Bible Reading & Meditation                                                 Reference:  Matt. 2:1-2

            Message of the verses:  “1 Now after Jesus was born in Bethlehem of Judea in the days of Herod the king, behold, magi from the east arrived in Jerusalem, saying, 2 “Where is He who has been born King of the Jews? For we saw His star in the east, and have come to worship Him.’”

            My plans are to look at this second sub-section today and then it will take a few days to look at the next one. 

            We will be looking at Herod in this section and first we want to understand who this Herod “the Great” is, as there were a number of Herods found in the Scripture.  Julius Caesar has appointed his father, Antipater, to be procurator, of better understood as governor, of Judea while under the Roman occupation.  Herod’s father then managed to have his son Herod to be appointed prefect of Galilee.  While in that office Herod was successful in quelling the Jewish guerilla bands who continued to fight against their foreign rulers.  Herod took off for Egypt when the Parthians invaded Palestine, Herod then went to Rome around 40 B. C.  He then, while in Rome declared by Octavian and also Antony, along with the concurrence of the Roman senate to be the king of the Jews.  Herod then invaded Palestine the next year, after several years of fighting; he drove the Parthians out of Judea and then established his kingdom.
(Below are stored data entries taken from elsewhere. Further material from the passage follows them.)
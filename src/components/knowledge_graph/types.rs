//! Graph data owned by the force engine for one generation.

/// A point mass in the simulation.
///
/// Position and velocity are meaningless until the engine places the node;
/// [`Node::position`] returns `None` until then.
#[derive(Clone, Debug, PartialEq)]
pub struct Node {
	/// Identifier shown as the label when the node is highlighted.
	pub id: String,
	/// Horizontal position in surface pixels.
	pub x: f64,
	/// Vertical position in surface pixels.
	pub y: f64,
	/// Horizontal velocity, in pixels per step.
	pub vx: f64,
	/// Vertical velocity, in pixels per step.
	pub vy: f64,
	placed: bool,
}

impl Node {
	/// An unplaced node at rest.
	pub fn new(id: impl Into<String>) -> Self {
		Self {
			id: id.into(),
			x: 0.0,
			y: 0.0,
			vx: 0.0,
			vy: 0.0,
			placed: false,
		}
	}

	/// A node already placed at `(x, y)`. The engine keeps this position on start.
	pub fn at(id: impl Into<String>, x: f64, y: f64) -> Self {
		Self {
			placed: true,
			x,
			y,
			..Self::new(id)
		}
	}

	/// `(x, y)` once placed.
	pub fn position(&self) -> Option<(f64, f64)> {
		self.placed.then_some((self.x, self.y))
	}

	/// Whether the node has been given a position.
	pub fn is_placed(&self) -> bool {
		self.placed
	}

	pub(super) fn place(&mut self, x: f64, y: f64) {
		self.x = x;
		self.y = y;
		self.placed = true;
	}

	/// Squared length of the velocity.
	pub fn speed_squared(&self) -> f64 {
		self.vx * self.vx + self.vy * self.vy
	}
}

/// An undirected connection between two nodes of the same generation,
/// addressed by index into the node array.
#[derive(Clone, Copy, Debug, PartialEq, Eq)]
pub struct Link {
	/// Index of one endpoint.
	pub source: usize,
	/// Index of the other endpoint.
	pub target: usize,
}

impl Link {
	/// Link between the nodes at `source` and `target`.
	pub fn new(source: usize, target: usize) -> Self {
		Self { source, target }
	}

	/// Self-links draw as zero-length segments and exert no force.
	pub fn is_self_link(&self) -> bool {
		self.source == self.target
	}
}

/// Nodes and links produced by the graph builder for one generation.
#[derive(Clone, Debug, Default, PartialEq)]
pub struct GraphData {
	/// One node per distinct id, in input order.
	pub nodes: Vec<Node>,
	/// Links indexing into `nodes`.
	pub links: Vec<Link>,
}

impl GraphData {
	/// Node ids in order.
	pub fn ids(&self) -> impl Iterator<Item = &str> {
		self.nodes.iter().map(|n| n.id.as_str())
	}
}
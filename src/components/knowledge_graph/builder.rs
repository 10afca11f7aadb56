//! Turns a list of node ids into one generation's nodes and random links.

use std::collections::HashSet;

use log::debug;
use rand::Rng;

use super::config::BuildConfig;
use super::types::{GraphData, Link, Node};

/// Descriptive ids shown when the caller has nothing to visualize.
pub const DEFAULT_NODE_IDS: &[&str] = &[
	"Portfolio_Project_1",
	"Portfolio_Project_2",
	"Side_Project_A",
	"Skill_React",
	"Skill_Python",
	"Certificate_AWS",
	"Experience_B",
];

/// The substitute id list: the descriptive ids, padded with anonymous
/// `node-{i}` ids up to `count`. Never empty.
pub fn default_ids(count: usize) -> Vec<String> {
	let count = count.max(1);
	DEFAULT_NODE_IDS
		.iter()
		.map(|id| id.to_string())
		.chain((DEFAULT_NODE_IDS.len()..).map(|i| format!("node-{i}")))
		.take(count)
		.collect()
}

/// Builds the node set and a synthetic link set.
///
/// Ids are kept in input order with later duplicates dropped. Links pick both
/// endpoints uniformly at random with replacement, so self-links and repeated
/// pairs are possible.
pub fn build_graph(ids: &[String], config: &BuildConfig, rng: &mut impl Rng) -> GraphData {
	let substitute;
	let ids = if ids.is_empty() {
		substitute = default_ids(config.default_node_count);
		&substitute[..]
	} else {
		ids
	};

	let mut seen = HashSet::with_capacity(ids.len());
	let nodes: Vec<Node> = ids
		.iter()
		.filter(|id| seen.insert(id.as_str()))
		.map(|id| Node::new(id.as_str()))
		.collect();
	if nodes.len() < ids.len() {
		debug!(
			"baruda-graph: dropped {} duplicate node ids",
			ids.len() - nodes.len()
		);
	}

	let n = nodes.len();
	let links = (0..config.link_count)
		.map(|_| Link::new(rng.gen_range(0..n), rng.gen_range(0..n)))
		.collect();

	GraphData { nodes, links }
}
//! Client entrypoint for the CSR build.

// Bin target reuses lib deps, silence noisy lint.
#![allow(unused_crate_dependencies)]

use baruda_graph::{App, init_logging};
use leptos::prelude::*;

fn main() {
	init_logging();

	mount_to_body(|| {
		view! { <App /> }
	})
}
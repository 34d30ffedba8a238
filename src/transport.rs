use async_trait::async_trait;
use futures_util::TryStreamExt;
use http::header::COOKIE;
use http::{HeaderValue, Method};

use crate::cookies::Cookie;
use crate::error::{Error, TransportError, TransportErrorKind};
use crate::options::Options;
use crate::response::{Body, Response};
use crate::Result;

/// Pluggable network transport performing one HTTP exchange.
///
/// Receives a fully resolved option set (target URL, method, headers,
/// encoded body, timeout) and must not itself retry or follow redirects;
/// both policies belong to the pipeline.
#[async_trait]
pub trait Transport: Send + Sync {
    async fn do_request(&self, options: &Options) -> Result<Response>;
}

/// Default [`Transport`] backed by `reqwest`.
///
/// Redirect-following is disabled on the inner client so the pipeline
/// keeps full control over redirect policy. When a cookie store is
/// configured, its cookies for the target URL are joined onto the
/// request's single `cookie` header line and `set-cookie` response
/// headers are written back to it.
pub struct ReqwestTransport {
    client: reqwest::Client,
}

impl ReqwestTransport {
    pub fn new() -> Result<Self> {
        let client = reqwest::Client::builder()
            .redirect(reqwest::redirect::Policy::none())
            .build()
            .map_err(|err| Error::Config(format!("failed to build reqwest client: {err}")))?;
        Ok(Self { client })
    }

    /// Wraps an existing `reqwest` client. The client must have
    /// redirect-following disabled.
    pub fn with_client(client: reqwest::Client) -> Self {
        Self { client }
    }
}

#[async_trait]
impl Transport for ReqwestTransport {
    async fn do_request(&self, options: &Options) -> Result<Response> {
        let url = options
            .full_url
            .clone()
            .ok_or_else(|| Error::Config("transport dispatched without a resolved url".to_owned()))?;
        let method = options.method.clone().unwrap_or(Method::GET);

        let mut headers = options.headers.clone();
        if let Some(store) = &options.cookie_store {
            let cookies = store.cookies_for(&url);
            if !cookies.is_empty() {
                // A request carries at most one cookie header line; stored
                // cookies join the caller's manual ones on it.
                let mut joined = headers
                    .get(COOKIE)
                    .and_then(|value| value.to_str().ok())
                    .map(str::to_owned)
                    .unwrap_or_default();
                for cookie in &cookies {
                    if !joined.is_empty() {
                        joined.push_str("; ");
                    }
                    joined.push_str(&cookie.name);
                    joined.push('=');
                    joined.push_str(&cookie.value);
                }
                if let Ok(value) = HeaderValue::from_str(&joined) {
                    headers.insert(COOKIE, value);
                }
            }
        }

        let mut request = self.client.request(method, url.clone()).headers(headers);

        if let Some(timeout) = options.timeout {
            request = request.timeout(timeout);
        }
        if let Some(body) = &options.body {
            request = request.body(body.clone());
        }

        let response = request.send().await.map_err(map_reqwest_error)?;

        let status = response.status();
        let headers = response.headers().clone();
        let final_url = response.url().clone();

        if let Some(store) = &options.cookie_store {
            let cookies: Vec<Cookie> = headers
                .get_all(http::header::SET_COOKIE)
                .iter()
                .filter_map(|value| value.to_str().ok())
                .filter_map(Cookie::parse_set_cookie)
                .collect();
            if !cookies.is_empty() {
                store.set_cookies(&final_url, cookies);
            }
        }

        let stream = response
            .bytes_stream()
            .map_err(|err| Box::new(err) as Box<dyn std::error::Error + Send + Sync>);
        Ok(Response::new(
            status,
            headers,
            final_url,
            Body::from_stream(stream),
        ))
    }
}

fn map_reqwest_error(err: reqwest::Error) -> Error {
    let kind = if err.is_timeout() {
        TransportErrorKind::Timeout
    } else if err.is_connect() {
        TransportErrorKind::Connect
    } else if err.is_body() {
        TransportErrorKind::Body
    } else if err.is_request() {
        TransportErrorKind::Request
    } else {
        TransportErrorKind::Other
    };
    Error::Transport(TransportError::new(kind, err))
}
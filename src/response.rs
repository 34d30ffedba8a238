use std::fmt;
use std::pin::Pin;

use bytes::{Bytes, BytesMut};
use futures_util::{Stream, StreamExt};
use http::header::SET_COOKIE;
use http::{HeaderMap, StatusCode};
use serde::de::DeserializeOwned;
use url::Url;

use crate::body::UnmarshalFn;
use crate::cookies::Cookie;
use crate::error::{Error, TransportError, TransportErrorKind};
use crate::Result;

type BoxError = Box<dyn std::error::Error + Send + Sync>;
type BytesStream = Pin<Box<dyn Stream<Item = std::result::Result<Bytes, BoxError>> + Send>>;

/// A response body, either buffered or streamed from the transport.
///
/// Dropping a `Body` releases the underlying connection; the pipeline
/// drops it on every retry/redirect path, and hands it to the caller
/// still open on the terminal success path.
pub struct Body {
    inner: BodyInner,
}

enum BodyInner {
    Empty,
    Full(Bytes),
    Stream(BytesStream),
}

impl Body {
    pub fn empty() -> Self {
        Self {
            inner: BodyInner::Empty,
        }
    }

    pub fn full(bytes: impl Into<Bytes>) -> Self {
        Self {
            inner: BodyInner::Full(bytes.into()),
        }
    }

    pub fn from_stream<S>(stream: S) -> Self
    where
        S: Stream<Item = std::result::Result<Bytes, BoxError>> + Send + 'static,
    {
        Self {
            inner: BodyInner::Stream(Box::pin(stream)),
        }
    }

    /// Reads the body to completion.
    pub async fn collect(self) -> Result<Bytes> {
        match self.inner {
            BodyInner::Empty => Ok(Bytes::new()),
            BodyInner::Full(bytes) => Ok(bytes),
            BodyInner::Stream(mut stream) => {
                let mut buffer = BytesMut::new();
                while let Some(chunk) = stream.next().await {
                    let chunk = chunk
                        .map_err(|source| TransportError::new(TransportErrorKind::Body, source))?;
                    buffer.extend_from_slice(&chunk);
                }
                Ok(buffer.freeze())
            }
        }
    }
}

impl fmt::Debug for Body {
    fn fmt(&self, f: &mut fmt::Formatter<'_>) -> fmt::Result {
        match &self.inner {
            BodyInner::Empty => f.write_str("Body(empty)"),
            BodyInner::Full(bytes) => write!(f, "Body({} bytes)", bytes.len()),
            BodyInner::Stream(_) => f.write_str("Body(stream)"),
        }
    }
}

/// A response produced by a [`Transport`](crate::Transport) exchange.
pub struct Response {
    status: StatusCode,
    headers: HeaderMap,
    url: Url,
    body: Body,
    unmarshal_json: Option<UnmarshalFn>,
}

impl Response {
    pub fn new(status: StatusCode, headers: HeaderMap, url: Url, body: Body) -> Self {
        Self {
            status,
            headers,
            url,
            body,
            unmarshal_json: None,
        }
    }

    /// Installs an unmarshal override consulted by [`Response::json`].
    pub(crate) fn with_unmarshal_json(mut self, unmarshal_json: Option<UnmarshalFn>) -> Self {
        self.unmarshal_json = unmarshal_json;
        self
    }

    pub fn status(&self) -> StatusCode {
        self.status
    }

    pub fn headers(&self) -> &HeaderMap {
        &self.headers
    }

    /// The URL this response was served from.
    pub fn url(&self) -> &Url {
        &self.url
    }

    /// Name/value pairs from every `set-cookie` header, in order.
    pub fn cookies(&self) -> Vec<Cookie> {
        self.headers
            .get_all(SET_COOKIE)
            .iter()
            .filter_map(|value| value.to_str().ok())
            .filter_map(Cookie::parse_set_cookie)
            .collect()
    }

    /// Consumes the response and reads the full body.
    pub async fn bytes(self) -> Result<Bytes> {
        self.body.collect().await
    }

    /// Consumes the response and reads the body as UTF-8 text.
    pub async fn text(self) -> Result<String> {
        let bytes = self.bytes().await?;
        String::from_utf8(bytes.to_vec())
            .map_err(|err| Error::Decode(format!("response body is not valid utf-8: {err}")))
    }

    /// Consumes the response and deserializes the body as JSON, going
    /// through the configured unmarshal override if one is set.
    pub async fn json<T: DeserializeOwned>(self) -> Result<T> {
        let unmarshal = self.unmarshal_json.clone();
        let bytes = self.bytes().await?;
        match unmarshal {
            Some(unmarshal) => {
                let value = unmarshal(&bytes)
                    .map_err(|err| Error::Decode(format!("invalid response JSON: {err}")))?;
                serde_json::from_value(value)
                    .map_err(|err| Error::Decode(format!("invalid response JSON: {err}")))
            }
            None => serde_json::from_slice(&bytes)
                .map_err(|err| Error::Decode(format!("invalid response JSON: {err}"))),
        }
    }
}

impl fmt::Debug for Response {
    fn fmt(&self, f: &mut fmt::Formatter<'_>) -> fmt::Result {
        f.debug_struct("Response")
            .field("status", &self.status)
            .field("url", &self.url.as_str())
            .field("headers", &self.headers)
            .field("body", &self.body)
            .finish()
    }
}
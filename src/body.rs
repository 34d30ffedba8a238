use std::sync::Arc;

use bytes::Bytes;
use http::header::CONTENT_TYPE;
use http::HeaderValue;

use crate::error::Error;
use crate::options::Options;
use crate::Result;

/// User-overridable marshal capability for the structured JSON payload.
pub type MarshalFn =
    Arc<dyn Fn(&serde_json::Value) -> std::result::Result<Vec<u8>, serde_json::Error> + Send + Sync>;

/// User-overridable unmarshal capability for JSON response bodies.
pub type UnmarshalFn = Arc<
    dyn Fn(&[u8]) -> std::result::Result<serde_json::Value, serde_json::Error> + Send + Sync,
>;

/// Encodes the active payload representation into the byte body.
///
/// Runs once per dispatch attempt, immediately before transport handoff.
/// Exactly one representation (raw body, form, json) may be set; a form
/// payload encodes as `application/x-www-form-urlencoded` with keys in
/// insertion order, a json payload goes through the marshal capability.
/// The matching `content-type` is set when the caller left it blank.
pub(crate) fn encode_body(options: &mut Options) -> Result<()> {
    let representations = usize::from(options.body.is_some())
        + usize::from(!options.form.is_empty())
        + usize::from(options.json.is_some());
    if representations > 1 {
        return Err(Error::Config(
            "at most one of body, form and json may be set".to_owned(),
        ));
    }

    if !options.form.is_empty() {
        let encoded = options.form.encode();
        options.body = Some(Bytes::from(encoded));
        set_default_content_type(options, "application/x-www-form-urlencoded");
    } else if let Some(json) = &options.json {
        let marshal = options
            .marshal_json
            .clone()
            .unwrap_or_else(|| Arc::new(|value: &serde_json::Value| serde_json::to_vec(value)));
        let bytes = marshal(json).map_err(Error::Marshal)?;
        options.body = Some(Bytes::from(bytes));
        set_default_content_type(options, "application/json");
    }

    Ok(())
}

/// Discards the encoded byte body after an attempt.
///
/// The structured representations (form/json) stay put so a retry can
/// re-encode; [`close_body`] clears everything when the logical request
/// ends or a method rewrite drops the body.
pub(crate) fn teardown_encoded_body(options: &mut Options) {
    if !options.form.is_empty() || options.json.is_some() {
        options.body = None;
    }
}

/// Clears every payload representation.
pub(crate) fn close_body(options: &mut Options) {
    options.body = None;
    options.form.clear();
    options.json = None;
}

fn set_default_content_type(options: &mut Options, value: &'static str) {
    if !options.headers.contains_key(CONTENT_TYPE) {
        options
            .headers
            .insert(CONTENT_TYPE, HeaderValue::from_static(value));
    }
}
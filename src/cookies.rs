use std::collections::HashMap;
use std::sync::Mutex;

use http::header::COOKIE;
use http::{HeaderMap, HeaderValue};
use url::Url;

/// A name/value cookie pair.
///
/// Manually-set request cookies carry no domain or path metadata, so the
/// pipeline only ever deals in name/value pairs.
#[derive(Clone, Debug, PartialEq, Eq)]
pub struct Cookie {
    pub name: String,
    pub value: String,
}

impl Cookie {
    pub fn new(name: impl Into<String>, value: impl Into<String>) -> Self {
        Self {
            name: name.into(),
            value: value.into(),
        }
    }

    /// Parses a `set-cookie` header value, ignoring attributes after the
    /// first `;`.
    pub(crate) fn parse_set_cookie(raw: &str) -> Option<Self> {
        let pair = raw.split(';').next()?;
        let (name, value) = pair.split_once('=')?;
        let name = name.trim();
        if name.is_empty() {
            return None;
        }
        Some(Self::new(name, value.trim()))
    }
}

/// Cookie store capability consulted by the transport boundary.
///
/// The default transport reads `cookies_for` before each exchange and
/// writes `set_cookies` after it; the pipeline itself only uses the store
/// as a gate for request-cookie synchronization.
pub trait CookieStore: Send + Sync {
    /// Cookies applicable to `url`, in insertion order.
    fn cookies_for(&self, url: &Url) -> Vec<Cookie>;
    /// Records cookies set by a response from `url`.
    fn set_cookies(&self, url: &Url, cookies: Vec<Cookie>);
}

/// In-memory [`CookieStore`] keyed by host.
///
/// Matching is host-only; a same-name cookie replaces the previous value.
#[derive(Debug, Default)]
pub struct MemoryCookieJar {
    entries: Mutex<HashMap<String, Vec<Cookie>>>,
}

impl MemoryCookieJar {
    pub fn new() -> Self {
        Self::default()
    }
}

impl CookieStore for MemoryCookieJar {
    fn cookies_for(&self, url: &Url) -> Vec<Cookie> {
        let host = match url.host_str() {
            Some(host) => host,
            None => return Vec::new(),
        };
        let entries = self.entries.lock().unwrap_or_else(|e| e.into_inner());
        entries.get(host).cloned().unwrap_or_default()
    }

    fn set_cookies(&self, url: &Url, cookies: Vec<Cookie>) {
        let host = match url.host_str() {
            Some(host) => host.to_owned(),
            None => return,
        };
        let mut entries = self.entries.lock().unwrap_or_else(|e| e.into_inner());
        let stored = entries.entry(host).or_default();
        for cookie in cookies {
            match stored.iter_mut().find(|c| c.name == cookie.name) {
                Some(existing) => existing.value = cookie.value,
                None => stored.push(cookie),
            }
        }
    }
}

/// Parses a `cookie` request header (`a=1; b=2`) into ordered pairs.
pub(crate) fn parse_cookie_header(raw: &str) -> Vec<Cookie> {
    raw.split(';')
        .filter_map(|pair| {
            let (name, value) = pair.split_once('=')?;
            let name = name.trim();
            if name.is_empty() {
                return None;
            }
            Some(Cookie::new(name, value.trim()))
        })
        .collect()
}

/// Reconciles manually-set request cookies against cookies set by the
/// latest response.
///
/// A `set-cookie` from the server always wins over a caller-supplied
/// cookie of the same name. When any manual cookie is superseded the
/// `cookie` header is rebuilt from the survivors only, in their original
/// order; an empty remainder clears the header.
pub(crate) fn sync_request_cookies(headers: &mut HeaderMap, response_cookies: &[Cookie]) {
    let manual = match headers.get(COOKIE).and_then(|v| v.to_str().ok()) {
        Some(raw) => parse_cookie_header(raw),
        None => return,
    };
    if manual.is_empty() {
        return;
    }

    let mut changed = false;
    let remaining: Vec<&Cookie> = manual
        .iter()
        .filter(|cookie| {
            let superseded = response_cookies.iter().any(|rc| rc.name == cookie.name);
            changed |= superseded;
            !superseded
        })
        .collect();

    if !changed {
        return;
    }

    headers.remove(COOKIE);
    if remaining.is_empty() {
        return;
    }
    let rebuilt = remaining
        .iter()
        .map(|c| format!("{}={}", c.name, c.value))
        .collect::<Vec<_>>()
        .join("; ");
    if let Ok(value) = HeaderValue::from_str(&rebuilt) {
        headers.insert(COOKIE, value);
    }
}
            Herod was not Jewish, but he was Idumean or Edomite.  He married Marianne, heiress to the Jewish Hasmonean house, in order to make himself more acceptable to the Jews he now ruled.  Herod was a clever and also a capable warrior, orator and diplomat.  MacArthur writes “In times of severe economic hardship he have back some tax money collected from the people.  During the great famine of 25 B. C. he melted down various gold objects in the palace to buy food for the poor.  He built theaters, race tracks, and other structures to provide entertainment for the people, and in 10 B. C. he began the reconstruction of the Temple in Jerusalem.  He revived Samaria and built the beautiful port city of Caesarea in honor of his benefactor Caesar Augustus (Octavian’s title).  He embellished the cities of Beirut, Damascus, Tyre, Sidon, and Rhodes, and even made contributions to rebuilding work in Athens.  He built the remarkable and almost impregnable forces of Masada, where in A. D. 73 nearly a thousand Jewish defenders committed suicide rather than be captured by the Roman general Flavius Silva.”

            He sounds pretty good, but in fact Herod was also cruel and merciless.  Herod was a very jealous man and also suspicious, and afraid for his position and also for his power.  Fearing his potential threat, he had the high priest Aristobulus who in fact was his brother-in-law, (wife’s brother) drowned—after which he provided a magnificent funeral where he pretended to weep.  Next he killed his own wife Marianne, and next her mother and two of his own sons.  It was about a year after the birth of Jesus, five days before his death he had a third son executed.  There is more, as one of the greatest evidences of his bloodthirstiness and insane cruelty was having the most distinguished citizen of Jerusalem arrested and imprisoned shortly before his death.  Herod knew that he was dying, and he knew that no one would morn over his death, so he ordered for those prisoners to be executed the moment he died—in order to guarantee that there would be mourning in Jerusalem.  There was one more barbaric act worse than this one, and that was the killing of all the babies two years old and younger after the magi left another way as they were told in a dream.  Herod was trying to kill the baby Jesus.  What he did was actually predicted in the book of Jeremiah.  Jer. 31:15 Thus says the LORD, "A voice is heard in Ramah, Lamentation and bitter weeping. Rachel is weeping for her children; She refuses to be comforted for her children, Because they are no more.’”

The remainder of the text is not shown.